__Exercise__.
Start at the top line and retype the data exactly through to the end.

__Exercise material__.

----

use log::trace;
use sqlx::SqliteConnection;

use crate::{
    db_types::{OrderId, OrderStatus},
    sqlite::SqliteDatabaseError,
};

/// Inserts the initial status record for an order. Not atomic on its own; see [`super::orders::insert_order`].
pub async fn insert_status(status: &OrderStatus, conn: &mut SqliteConnection) -> Result<(), SqliteDatabaseError> {
    sqlx::query(
        r#"
            INSERT INTO order_status (
                order_id,
                order_amount,
                transaction_amount,
                payment_mode,
                payment_details,
                bank_reference,
                payment_message,
                status,
                error_message,
                gateway_request_id,
                last_updated_at,
                source_of_last_update,
                version
            ) VALUES ($1, $2, $3, $4, $5, $6, $7, $8, $9, $10, $11, $12, $13);
        "#,
    )
    .bind(status.order_id.as_str())
    .bind(status.order_amount)
    .bind(status.transaction_amount)
    .bind(&status.payment_mode)
    .bind(&status.payment_details)
    .bind(&status.bank_reference)
    .bind(&status.payment_message)
    .bind(status.status)
    .bind(&status.error_message)
    .bind(status.gateway_request_id.as_deref())
    .bind(status.last_updated_at)
    .bind(status.source_of_last_update)
    .bind(status.version)
    .execute(conn)
    .await
    .map_err(|e| {
        if SqliteDatabaseError::is_unique_violation(&e) {
            SqliteDatabaseError::DuplicateOrder(status.order_id.clone())
        } else {
            SqliteDatabaseError::DriverError(e)
        }
    })?;
    Ok(())
}

pub async fn fetch_status(order_id: &OrderId, conn: &mut SqliteConnection) -> Result<Option<OrderStatus>, sqlx::Error> {
    let status = sqlx::query_as("SELECT * FROM order_status WHERE order_id = $1")
        .bind(order_id.as_str())
        .fetch_optional(conn)
        .await?;
    Ok(status)
}

pub async fn attach_gateway_request(
    order_id: &OrderId,
    gateway_request_id: &str,
    conn: &mut SqliteConnection,
) -> Result<OrderStatus, SqliteDatabaseError> {
    let status: Option<OrderStatus> =
        sqlx::query_as("UPDATE order_status SET gateway_request_id = $1 WHERE order_id = $2 RETURNING *")
            .bind(gateway_request_id)
            .bind(order_id.as_str())
            .fetch_all(conn)
            .await?
            .into_iter()
            .next();
    status.ok_or_else(|| SqliteDatabaseError::OrderNotFound(order_id.clone()))
}

/// Writes the policy-governed fields of `status`, provided the stored version is still `expected_version`.
///
/// The check and the write happen in a single statement, so no other writer can slip in between them. Returns `None`
/// if the version did not match (or the row does not exist).
///
/// `RETURNING` rows are always drained with `fetch_all`. SQLite only finishes (and, outside a transaction, commits) the
/// statement once it has been stepped to the end.
pub async fn compare_and_swap(
    status: &OrderStatus,
    expected_version: i64,
    conn: &mut SqliteConnection,
) -> Result<Option<OrderStatus>, sqlx::Error> {
    let updated: Option<OrderStatus> = sqlx::query_as(
        r#"
            UPDATE order_status SET
                transaction_amount = $1,
                payment_mode = $2,
                payment_details = $3,
                bank_reference = $4,
                payment_message = $5,
                status = $6,
                error_message = $7,
                last_updated_at = $8,
                source_of_last_update = $9,
                version = version + 1
            WHERE order_id = $10 AND version = $11
            RETURNING *;
        "#,
    )
    .bind(status.transaction_amount)
    .bind(&status.payment_mode)
    .bind(&status.payment_details)
    .bind(&status.bank_reference)
    .bind(&status.payment_message)
    .bind(status.status)
    .bind(&status.error_message)
    .bind(status.last_updated_at)
    .bind(status.source_of_last_update)
    .bind(status.order_id.as_str())
    .bind(expected_version)
    .fetch_all(conn)
    .await?
    .into_iter()
    .next();
    if updated.is_none() {
        trace!("🗃️ [{}] Version {expected_version} is no longer current", status.order_id);
    }
    Ok(updated)
}
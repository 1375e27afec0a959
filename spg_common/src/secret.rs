use std::{
    fmt,
    fmt::{Debug, Display},
};

/// A wrapper that keeps sensitive values (API keys, signing secrets) out of log output.
#[derive(Clone, Default)]
pub struct Secret<T>
where T: Clone + Default
{
    value: T,
}

impl<T: Clone + Default> Secret<T> {
    pub fn new(value: T) -> Self {
        Self { value }
    }

    pub fn reveal(&self) -> &T {
        &self.value
    }
}

impl Secret<String> {
    /// True if the secret is empty or only whitespace, i.e. effectively unset.
    pub fn is_blank(&self) -> bool {
        self.value.trim().is_empty()
    }
}

impl From<&str> for Secret<String> {
    fn from(value: &str) -> Self {
        Self::new(value.to_string())
    }
}

impl<T: Clone + Default> Debug for Secret<T> {
    fn fmt(&self, f: &mut fmt::Formatter<'_>) -> fmt::Result {
        f.write_str("****")
    }
}

impl<T: Clone + Default> Display for Secret<T> {
    fn fmt(&self, f: &mut fmt::Formatter<'_>) -> fmt::Result {
        f.write_str("****")
    }
}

----

__Answer__.
use log::trace;
use sqlx::SqliteConnection;

use crate::{
    db_types::{OrderId, OrderStatus},
    sqlite::SqliteDatabaseError,
};

/// Inserts the initial status record for an order. Not atomic on its own; see [`super::orders::insert_order`].
pub async fn insert_status(status: &OrderStatus, conn: &mut SqliteConnection) -> Result<(), SqliteDatabaseError> {
    sqlx::query(
        r#"
            INSERT INTO order_status (
                order_id,
                order_amount,
                transaction_amount,
                payment_mode,
                payment_details,
                bank_reference,
                payment_message,
                status,
                error_message,
                gateway_request_id,
                last_updated_at,
                source_of_last_update,
                version
            ) VALUES ($1, $2, $3, $4, $5, $6, $7, $8, $9, $10, $11, $12, $13);
        "#,
    )
    .bind(status.order_id.as_str())
    .bind(status.order_amount)
    .bind(status.transaction_amount)
    .bind(&status.payment_mode)
    .bind(&status.payment_details)
    .bind(&status.bank_reference)
    .bind(&status.payment_message)
    .bind(status.status)
    .bind(&status.error_message)
    .bind(status.gateway_request_id.as_deref())
    .bind(status.last_updated_at)
    .bind(status.source_of_last_update)
    .bind(status.version)
    .execute(conn)
    .await
    .map_err(|e| {
        if SqliteDatabaseError::is_unique_violation(&e) {
            SqliteDatabaseError::DuplicateOrder(status.order_id.clone())
        } else {
            SqliteDatabaseError::DriverError(e)
        }
    })?;
    Ok(())
}

pub async fn fetch_status(order_id: &OrderId, conn: &mut SqliteConnection) -> Result<Option<OrderStatus>, sqlx::Error> {
    let status = sqlx::query_as("SELECT * FROM order_status WHERE order_id = $1")
        .bind(order_id.as_str())
        .fetch_optional(conn)
        .await?;
    Ok(status)
}

pub async fn attach_gateway_request(
    order_id: &OrderId,
    gateway_request_id: &str,
    conn: &mut SqliteConnection,
) -> Result<OrderStatus, SqliteDatabaseError> {
    let status: Option<OrderStatus> =
        sqlx::query_as("UPDATE order_status SET gateway_request_id = $1 WHERE order_id = $2 RETURNING *")
            .bind(gateway_request_id)
            .bind(order_id.as_str())
            .fetch_all(conn)
            .await?
            .into_iter()
            .next();
    status.ok_or_else(|| SqliteDatabaseError::OrderNotFound(order_id.clone()))
}

/// Writes the policy-governed fields of `status`, provided the stored version is still `expected_version`.
///
/// The check and the write happen in a single statement, so no other writer can slip in between them. Returns `None`
/// if the version did not match (or the row does not exist).
///
/// `RETURNING` rows are always drained with `fetch_all`. SQLite only finishes (and, outside a transaction, commits) the
/// statement once it has been stepped to the end.
pub async fn compare_and_swap(
    status: &OrderStatus,
    expected_version: i64,
    conn: &mut SqliteConnection,
) -> Result<Option<OrderStatus>, sqlx::Error> {
    let updated: Option<OrderStatus> = sqlx::query_as(
        r#"
            UPDATE order_status SET
                transaction_amount = $1,
                payment_mode = $2,
                payment_details = $3,
                bank_reference = $4,
                payment_message = $5,
                status = $6,
                error_message = $7,
                last_updated_at = $8,
                source_of_last_update = $9,
                version = version + 1
            WHERE order_id = $10 AND version = $11
            RETURNING *;
        "#,
    )
    .bind(status.transaction_amount)
    .bind(&status.payment_mode)
    .bind(&status.payment_details)
    .bind(&status.bank_reference)
    .bind(&status.payment_message)
    .bind(status.status)
    .bind(&status.error_message)
    .bind(status.last_updated_at)
    .bind(status.source_of_last_update)
    .bind(status.order_id.as_str())
    .bind(expected_version)
    .fetch_all(conn)
    .await?
    .into_iter()
    .next();
    if updated.is_none() {
        trace!("🗃️ [{}] Version {expected_version} is no longer current", status.order_id);
    }
    Ok(updated)
}
repository 1375e27afec0a959
filename spg_common/src/secret.rs
use std::{
    fmt,
    fmt::{Debug, Display},
};

/// A wrapper that keeps sensitive values (API keys, signing secrets) out of log output.
#[derive(Clone, Default)]
pub struct Secret<T>
where T: Clone + Default
{
    value: T,
}

impl<T: Clone + Default> Secret<T> {
    pub fn new(value: T) -> Self {
        Self { value }
    }

    pub fn reveal(&self) -> &T {
        &self.value
    }
}

impl Secret<String> {
    /// True if the secret is empty or only whitespace, i.e. effectively unset.
    pub fn is_blank(&self) -> bool {
        self.value.trim().is_empty()
    }
}

impl From<&str> for Secret<String> {
    fn from(value: &str) -> Self {
        Self::new(value.to_string())
    }
}

impl<T: Clone + Default> Debug for Secret<T> {
    fn fmt(&self, f: &mut fmt::Formatter<'_>) -> fmt::Result {
        f.write_str("****")
    }
}

impl<T: Clone + Default> Display for Secret<T> {
    fn fmt(&self, f: &mut fmt::Formatter<'_>) -> fmt::Result {
        f.write_str("****")
    }
}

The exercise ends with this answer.